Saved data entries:
-*-*-

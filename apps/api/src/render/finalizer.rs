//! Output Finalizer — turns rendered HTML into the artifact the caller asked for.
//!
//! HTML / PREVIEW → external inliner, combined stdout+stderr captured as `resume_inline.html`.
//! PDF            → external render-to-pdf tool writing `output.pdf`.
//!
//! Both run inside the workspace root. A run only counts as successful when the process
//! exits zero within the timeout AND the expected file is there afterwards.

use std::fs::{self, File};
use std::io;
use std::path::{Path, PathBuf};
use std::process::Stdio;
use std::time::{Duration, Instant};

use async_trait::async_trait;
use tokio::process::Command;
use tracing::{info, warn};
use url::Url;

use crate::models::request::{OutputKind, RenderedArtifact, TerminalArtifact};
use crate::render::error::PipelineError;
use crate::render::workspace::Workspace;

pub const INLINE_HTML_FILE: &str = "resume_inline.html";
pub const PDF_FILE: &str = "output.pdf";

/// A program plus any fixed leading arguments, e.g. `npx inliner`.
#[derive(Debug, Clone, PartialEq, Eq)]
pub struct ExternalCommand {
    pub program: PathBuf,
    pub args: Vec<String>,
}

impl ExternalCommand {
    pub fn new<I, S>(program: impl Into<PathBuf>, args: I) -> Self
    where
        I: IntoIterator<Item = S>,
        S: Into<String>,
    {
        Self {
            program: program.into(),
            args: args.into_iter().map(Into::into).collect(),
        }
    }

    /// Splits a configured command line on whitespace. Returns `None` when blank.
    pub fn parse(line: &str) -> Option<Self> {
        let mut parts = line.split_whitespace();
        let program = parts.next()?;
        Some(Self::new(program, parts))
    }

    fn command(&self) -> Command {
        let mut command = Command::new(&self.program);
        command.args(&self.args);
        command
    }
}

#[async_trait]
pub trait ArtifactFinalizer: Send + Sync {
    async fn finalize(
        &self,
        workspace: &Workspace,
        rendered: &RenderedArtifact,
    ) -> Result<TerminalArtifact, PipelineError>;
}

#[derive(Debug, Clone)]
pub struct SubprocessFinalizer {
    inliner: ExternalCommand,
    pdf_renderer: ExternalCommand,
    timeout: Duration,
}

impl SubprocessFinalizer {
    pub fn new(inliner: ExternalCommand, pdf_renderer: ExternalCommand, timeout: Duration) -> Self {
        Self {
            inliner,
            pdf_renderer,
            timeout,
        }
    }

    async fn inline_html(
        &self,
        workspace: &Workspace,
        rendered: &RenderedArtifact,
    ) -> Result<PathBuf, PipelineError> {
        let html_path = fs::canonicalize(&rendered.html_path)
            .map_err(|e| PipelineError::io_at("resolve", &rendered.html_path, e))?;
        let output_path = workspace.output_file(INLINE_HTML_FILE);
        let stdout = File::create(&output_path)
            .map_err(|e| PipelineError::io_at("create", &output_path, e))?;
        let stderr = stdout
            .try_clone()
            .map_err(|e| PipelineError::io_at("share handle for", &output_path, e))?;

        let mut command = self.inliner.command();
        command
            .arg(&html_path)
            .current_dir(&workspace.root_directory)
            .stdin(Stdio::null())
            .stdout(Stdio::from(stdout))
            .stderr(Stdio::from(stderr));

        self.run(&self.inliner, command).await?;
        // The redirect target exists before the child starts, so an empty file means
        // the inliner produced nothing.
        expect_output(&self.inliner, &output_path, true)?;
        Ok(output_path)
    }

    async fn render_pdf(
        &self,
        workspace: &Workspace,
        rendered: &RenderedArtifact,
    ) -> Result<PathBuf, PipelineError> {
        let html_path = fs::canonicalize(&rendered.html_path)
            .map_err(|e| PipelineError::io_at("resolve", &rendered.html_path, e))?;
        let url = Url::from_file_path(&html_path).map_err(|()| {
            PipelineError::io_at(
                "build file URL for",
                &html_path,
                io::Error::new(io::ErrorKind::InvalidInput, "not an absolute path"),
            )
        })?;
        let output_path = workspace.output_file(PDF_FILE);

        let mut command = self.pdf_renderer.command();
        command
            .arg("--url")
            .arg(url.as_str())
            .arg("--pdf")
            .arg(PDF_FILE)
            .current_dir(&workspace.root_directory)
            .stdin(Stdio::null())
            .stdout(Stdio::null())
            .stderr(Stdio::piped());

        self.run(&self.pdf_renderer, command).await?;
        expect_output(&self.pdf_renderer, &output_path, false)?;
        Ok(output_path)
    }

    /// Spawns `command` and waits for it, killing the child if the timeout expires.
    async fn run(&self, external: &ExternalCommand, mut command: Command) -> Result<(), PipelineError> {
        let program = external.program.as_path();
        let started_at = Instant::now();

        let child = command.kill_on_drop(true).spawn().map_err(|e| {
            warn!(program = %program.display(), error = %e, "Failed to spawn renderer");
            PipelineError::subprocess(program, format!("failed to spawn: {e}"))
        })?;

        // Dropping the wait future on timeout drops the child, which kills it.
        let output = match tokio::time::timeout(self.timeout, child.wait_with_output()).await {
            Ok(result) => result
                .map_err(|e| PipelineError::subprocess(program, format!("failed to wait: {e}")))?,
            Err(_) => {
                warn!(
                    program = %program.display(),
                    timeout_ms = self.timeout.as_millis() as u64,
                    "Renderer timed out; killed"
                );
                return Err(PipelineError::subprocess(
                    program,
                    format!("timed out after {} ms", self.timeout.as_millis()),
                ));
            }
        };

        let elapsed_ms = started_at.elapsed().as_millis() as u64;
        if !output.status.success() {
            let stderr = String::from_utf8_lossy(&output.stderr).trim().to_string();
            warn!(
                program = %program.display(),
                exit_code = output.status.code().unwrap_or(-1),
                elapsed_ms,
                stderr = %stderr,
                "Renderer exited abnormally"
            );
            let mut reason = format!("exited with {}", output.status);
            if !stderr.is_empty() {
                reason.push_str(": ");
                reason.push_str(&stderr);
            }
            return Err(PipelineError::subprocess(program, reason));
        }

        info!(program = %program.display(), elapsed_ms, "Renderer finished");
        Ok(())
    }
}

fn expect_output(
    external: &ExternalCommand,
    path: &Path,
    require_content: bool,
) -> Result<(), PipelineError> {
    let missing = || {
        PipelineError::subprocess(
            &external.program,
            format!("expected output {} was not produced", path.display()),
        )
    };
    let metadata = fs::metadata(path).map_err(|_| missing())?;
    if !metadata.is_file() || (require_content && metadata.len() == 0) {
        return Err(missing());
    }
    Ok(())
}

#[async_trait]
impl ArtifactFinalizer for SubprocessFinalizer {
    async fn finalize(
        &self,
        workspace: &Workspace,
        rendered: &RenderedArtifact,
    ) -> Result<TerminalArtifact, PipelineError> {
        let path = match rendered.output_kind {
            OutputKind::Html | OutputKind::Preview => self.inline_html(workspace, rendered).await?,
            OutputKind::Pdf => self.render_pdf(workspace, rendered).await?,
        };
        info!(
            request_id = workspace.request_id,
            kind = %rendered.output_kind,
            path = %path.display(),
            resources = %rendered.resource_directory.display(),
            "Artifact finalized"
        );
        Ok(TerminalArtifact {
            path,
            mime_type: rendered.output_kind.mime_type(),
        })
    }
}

-*-*-

> **What you will do**: Repeat each entry exactly as it was given.

> **Your response**:
filename apps/api/src/render/finalizer.rs
//! Output Finalizer — turns rendered HTML into the artifact the caller asked for.
//!
//! HTML / PREVIEW → external inliner, combined stdout+stderr captured as `resume_inline.html`.
//! PDF            → external render-to-pdf tool writing `output.pdf`.
//!
//! Both run inside the workspace root. A run only counts as successful when the process
//! exits zero within the timeout AND the expected file is there afterwards.

use std::fs::{self, File};
use std::io;
use std::path::{Path, PathBuf};
use std::process::Stdio;
use std::time::{Duration, Instant};

use async_trait::async_trait;
use tokio::process::Command;
use tracing::{info, warn};
use url::Url;

use crate::models::request::{OutputKind, RenderedArtifact, TerminalArtifact};
use crate::render::error::PipelineError;
use crate::render::workspace::Workspace;

pub const INLINE_HTML_FILE: &str = "resume_inline.html";
pub const PDF_FILE: &str = "output.pdf";

/// A program plus any fixed leading arguments, e.g. `npx inliner`.
#[derive(Debug, Clone, PartialEq, Eq)]
pub struct ExternalCommand {
    pub program: PathBuf,
    pub args: Vec<String>,
}

impl ExternalCommand {
    pub fn new<I, S>(program: impl Into<PathBuf>, args: I) -> Self
    where
        I: IntoIterator<Item = S>,
        S: Into<String>,
    {
        Self {
            program: program.into(),
            args: args.into_iter().map(Into::into).collect(),
        }
    }

    /// Splits a configured command line on whitespace. Returns `None` when blank.
    pub fn parse(line: &str) -> Option<Self> {
        let mut parts = line.split_whitespace();
        let program = parts.next()?;
        Some(Self::new(program, parts))
    }

    fn command(&self) -> Command {
        let mut command = Command::new(&self.program);
        command.args(&self.args);
        command
    }
}

#[async_trait]
pub trait ArtifactFinalizer: Send + Sync {
    async fn finalize(
        &self,
        workspace: &Workspace,
        rendered: &RenderedArtifact,
    ) -> Result<TerminalArtifact, PipelineError>;
}

#[derive(Debug, Clone)]
pub struct SubprocessFinalizer {
    inliner: ExternalCommand,
    pdf_renderer: ExternalCommand,
    timeout: Duration,
}

impl SubprocessFinalizer {
    pub fn new(inliner: ExternalCommand, pdf_renderer: ExternalCommand, timeout: Duration) -> Self {
        Self {
            inliner,
            pdf_renderer,
            timeout,
        }
    }

    async fn inline_html(
        &self,
        workspace: &Workspace,
        rendered: &RenderedArtifact,
    ) -> Result<PathBuf, PipelineError> {
        let html_path = fs::canonicalize(&rendered.html_path)
            .map_err(|e| PipelineError::io_at("resolve", &rendered.html_path, e))?;
        let output_path = workspace.output_file(INLINE_HTML_FILE);
        let stdout = File::create(&output_path)
            .map_err(|e| PipelineError::io_at("create", &output_path, e))?;
        let stderr = stdout
            .try_clone()
            .map_err(|e| PipelineError::io_at("share handle for", &output_path, e))?;

        let mut command = self.inliner.command();
        command
            .arg(&html_path)
            .current_dir(&workspace.root_directory)
            .stdin(Stdio::null())
            .stdout(Stdio::from(stdout))
            .stderr(Stdio::from(stderr));

        self.run(&self.inliner, command).await?;
        // The redirect target exists before the child starts, so an empty file means
        // the inliner produced nothing.
        expect_output(&self.inliner, &output_path, true)?;
        Ok(output_path)
    }

    async fn render_pdf(
        &self,
        workspace: &Workspace,
        rendered: &RenderedArtifact,
    ) -> Result<PathBuf, PipelineError> {
        let html_path = fs::canonicalize(&rendered.html_path)
            .map_err(|e| PipelineError::io_at("resolve", &rendered.html_path, e))?;
        let url = Url::from_file_path(&html_path).map_err(|()| {
            PipelineError::io_at(
                "build file URL for",
                &html_path,
                io::Error::new(io::ErrorKind::InvalidInput, "not an absolute path"),
            )
        })?;
        let output_path = workspace.output_file(PDF_FILE);

        let mut command = self.pdf_renderer.command();
        command
            .arg("--url")
            .arg(url.as_str())
            .arg("--pdf")
            .arg(PDF_FILE)
            .current_dir(&workspace.root_directory)
            .stdin(Stdio::null())
            .stdout(Stdio::null())
            .stderr(Stdio::piped());

        self.run(&self.pdf_renderer, command).await?;
        expect_output(&self.pdf_renderer, &output_path, false)?;
        Ok(output_path)
    }

    /// Spawns `command` and waits for it, killing the child if the timeout expires.
    async fn run(&self, external: &ExternalCommand, mut command: Command) -> Result<(), PipelineError> {
        let program = external.program.as_path();
        let started_at = Instant::now();

        let child = command.kill_on_drop(true).spawn().map_err(|e| {
            warn!(program = %program.display(), error = %e, "Failed to spawn renderer");
            PipelineError::subprocess(program, format!("failed to spawn: {e}"))
        })?;

        // Dropping the wait future on timeout drops the child, which kills it.
        let output = match tokio::time::timeout(self.timeout, child.wait_with_output()).await {
            Ok(result) => result
                .map_err(|e| PipelineError::subprocess(program, format!("failed to wait: {e}")))?,
            Err(_) => {
                warn!(
                    program = %program.display(),
                    timeout_ms = self.timeout.as_millis() as u64,
                    "Renderer timed out; killed"
                );
                return Err(PipelineError::subprocess(
                    program,
                    format!("timed out after {} ms", self.timeout.as_millis()),
                ));
            }
        };

        let elapsed_ms = started_at.elapsed().as_millis() as u64;
        if !output.status.success() {
            let stderr = String::from_utf8_lossy(&output.stderr).trim().to_string();
            warn!(
                program = %program.display(),
                exit_code = output.status.code().unwrap_or(-1),
                elapsed_ms,
                stderr = %stderr,
                "Renderer exited abnormally"
            );
            let mut reason = format!("exited with {}", output.status);
            if !stderr.is_empty() {
                reason.push_str(": ");
                reason.push_str(&stderr);
            }
            return Err(PipelineError::subprocess(program, reason));
        }

        info!(program = %program.display(), elapsed_ms, "Renderer finished");
        Ok(())
    }
}

fn expect_output(
    external: &ExternalCommand,
    path: &Path,
    require_content: bool,
) -> Result<(), PipelineError> {
    let missing = || {
        PipelineError::subprocess(
            &external.program,
            format!("expected output {} was not produced", path.display()),
        )
    };
    let metadata = fs::metadata(path).map_err(|_| missing())?;
    if !metadata.is_file() || (require_content && metadata.len() == 0) {
        return Err(missing());
    }
    Ok(())
}

#[async_trait]
impl ArtifactFinalizer for SubprocessFinalizer {
    async fn finalize(
        &self,
        workspace: &Workspace,
        rendered: &RenderedArtifact,
    ) -> Result<TerminalArtifact, PipelineError> {
        let path = match rendered.output_kind {
            OutputKind::Html | OutputKind::Preview => self.inline_html(workspace, rendered).await?,
            OutputKind::Pdf => self.render_pdf(workspace, rendered).await?,
        };
        info!(
            request_id = workspace.request_id,
            kind = %rendered.output_kind,
            path = %path.display(),
            resources = %rendered.resource_directory.display(),
            "Artifact finalized"
        );
        Ok(TerminalArtifact {
            path,
            mime_type: rendered.output_kind.mime_type(),
        })
    }
}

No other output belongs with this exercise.